WHAT THE TASK ASKS: Where "DefaultTranslator" appears in a line of the entries below, that line should be copied.

RECORD EXTRACTS:
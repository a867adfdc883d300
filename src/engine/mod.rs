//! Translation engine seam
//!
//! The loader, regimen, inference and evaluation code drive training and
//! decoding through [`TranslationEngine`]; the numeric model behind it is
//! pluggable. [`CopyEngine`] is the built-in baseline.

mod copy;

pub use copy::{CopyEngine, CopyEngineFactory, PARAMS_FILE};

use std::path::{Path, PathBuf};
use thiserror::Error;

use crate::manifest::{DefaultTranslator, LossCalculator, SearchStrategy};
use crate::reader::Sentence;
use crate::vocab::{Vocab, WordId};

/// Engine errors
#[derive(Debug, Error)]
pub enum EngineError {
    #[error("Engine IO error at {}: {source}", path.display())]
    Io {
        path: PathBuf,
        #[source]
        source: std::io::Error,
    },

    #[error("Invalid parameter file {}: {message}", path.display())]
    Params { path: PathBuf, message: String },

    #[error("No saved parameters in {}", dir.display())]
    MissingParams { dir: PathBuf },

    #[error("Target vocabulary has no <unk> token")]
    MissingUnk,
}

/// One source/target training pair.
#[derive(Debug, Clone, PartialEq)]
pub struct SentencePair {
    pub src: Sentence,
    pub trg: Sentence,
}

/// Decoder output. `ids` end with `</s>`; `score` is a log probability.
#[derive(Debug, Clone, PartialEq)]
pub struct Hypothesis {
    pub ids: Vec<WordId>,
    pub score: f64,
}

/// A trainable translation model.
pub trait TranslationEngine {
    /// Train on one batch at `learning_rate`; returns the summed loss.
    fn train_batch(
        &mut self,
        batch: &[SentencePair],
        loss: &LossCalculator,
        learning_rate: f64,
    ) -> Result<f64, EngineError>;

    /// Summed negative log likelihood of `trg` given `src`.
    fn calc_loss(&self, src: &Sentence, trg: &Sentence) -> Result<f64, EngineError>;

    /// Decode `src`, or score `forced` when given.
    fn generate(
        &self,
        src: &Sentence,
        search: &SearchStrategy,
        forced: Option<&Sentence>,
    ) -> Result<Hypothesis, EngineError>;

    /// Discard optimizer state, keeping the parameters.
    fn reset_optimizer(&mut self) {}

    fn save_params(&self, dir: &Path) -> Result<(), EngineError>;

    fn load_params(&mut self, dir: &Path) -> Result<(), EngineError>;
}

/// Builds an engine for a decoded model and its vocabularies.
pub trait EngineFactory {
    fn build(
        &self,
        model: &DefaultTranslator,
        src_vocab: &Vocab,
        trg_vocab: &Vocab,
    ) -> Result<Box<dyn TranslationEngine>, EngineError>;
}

* * *

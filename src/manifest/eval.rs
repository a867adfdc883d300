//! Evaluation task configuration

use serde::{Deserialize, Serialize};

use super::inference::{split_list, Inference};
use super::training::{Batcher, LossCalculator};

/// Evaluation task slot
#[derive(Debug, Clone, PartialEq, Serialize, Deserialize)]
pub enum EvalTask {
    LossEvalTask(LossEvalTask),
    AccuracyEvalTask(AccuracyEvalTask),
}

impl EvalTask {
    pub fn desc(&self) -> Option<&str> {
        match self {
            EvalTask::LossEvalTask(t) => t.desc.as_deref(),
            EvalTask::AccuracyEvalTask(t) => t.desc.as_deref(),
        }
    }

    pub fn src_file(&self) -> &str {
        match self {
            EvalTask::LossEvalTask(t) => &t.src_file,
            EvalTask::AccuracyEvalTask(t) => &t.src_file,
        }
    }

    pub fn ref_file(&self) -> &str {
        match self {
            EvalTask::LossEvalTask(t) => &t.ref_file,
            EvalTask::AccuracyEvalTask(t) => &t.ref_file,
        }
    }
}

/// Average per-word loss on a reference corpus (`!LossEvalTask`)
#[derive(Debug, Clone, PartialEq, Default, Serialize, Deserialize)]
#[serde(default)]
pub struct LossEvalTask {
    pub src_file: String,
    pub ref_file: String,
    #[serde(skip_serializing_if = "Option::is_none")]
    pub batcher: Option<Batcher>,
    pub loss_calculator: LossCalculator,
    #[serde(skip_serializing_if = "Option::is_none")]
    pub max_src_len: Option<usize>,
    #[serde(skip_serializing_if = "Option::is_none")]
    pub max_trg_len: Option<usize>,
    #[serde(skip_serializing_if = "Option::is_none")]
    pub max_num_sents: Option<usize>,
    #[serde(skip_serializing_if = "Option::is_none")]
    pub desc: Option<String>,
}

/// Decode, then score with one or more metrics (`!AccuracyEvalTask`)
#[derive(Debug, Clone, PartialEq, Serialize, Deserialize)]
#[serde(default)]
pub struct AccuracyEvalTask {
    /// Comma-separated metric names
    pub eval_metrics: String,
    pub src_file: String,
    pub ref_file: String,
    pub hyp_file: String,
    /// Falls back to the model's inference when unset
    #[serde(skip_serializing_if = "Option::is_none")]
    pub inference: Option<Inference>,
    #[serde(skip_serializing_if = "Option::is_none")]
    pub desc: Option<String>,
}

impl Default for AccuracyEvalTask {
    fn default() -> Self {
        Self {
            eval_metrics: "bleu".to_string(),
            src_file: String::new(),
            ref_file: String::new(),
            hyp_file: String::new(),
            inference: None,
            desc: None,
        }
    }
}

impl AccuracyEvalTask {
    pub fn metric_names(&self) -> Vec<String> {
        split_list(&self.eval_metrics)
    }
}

--

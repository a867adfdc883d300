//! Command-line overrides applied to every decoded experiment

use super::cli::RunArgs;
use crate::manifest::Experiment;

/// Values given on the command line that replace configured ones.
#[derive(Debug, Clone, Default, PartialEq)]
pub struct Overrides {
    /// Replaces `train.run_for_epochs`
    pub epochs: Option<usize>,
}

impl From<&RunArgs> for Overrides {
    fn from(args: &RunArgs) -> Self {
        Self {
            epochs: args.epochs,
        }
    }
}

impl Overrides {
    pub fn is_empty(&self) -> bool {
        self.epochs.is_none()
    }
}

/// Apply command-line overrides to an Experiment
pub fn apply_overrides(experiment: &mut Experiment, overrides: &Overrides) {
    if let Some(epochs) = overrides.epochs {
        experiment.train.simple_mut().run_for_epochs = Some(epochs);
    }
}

WRITTEN RESPONSE:
use crate::manifest::{DefaultTranslator, LossCalculator, SearchStrategy};
        model: &DefaultTranslator,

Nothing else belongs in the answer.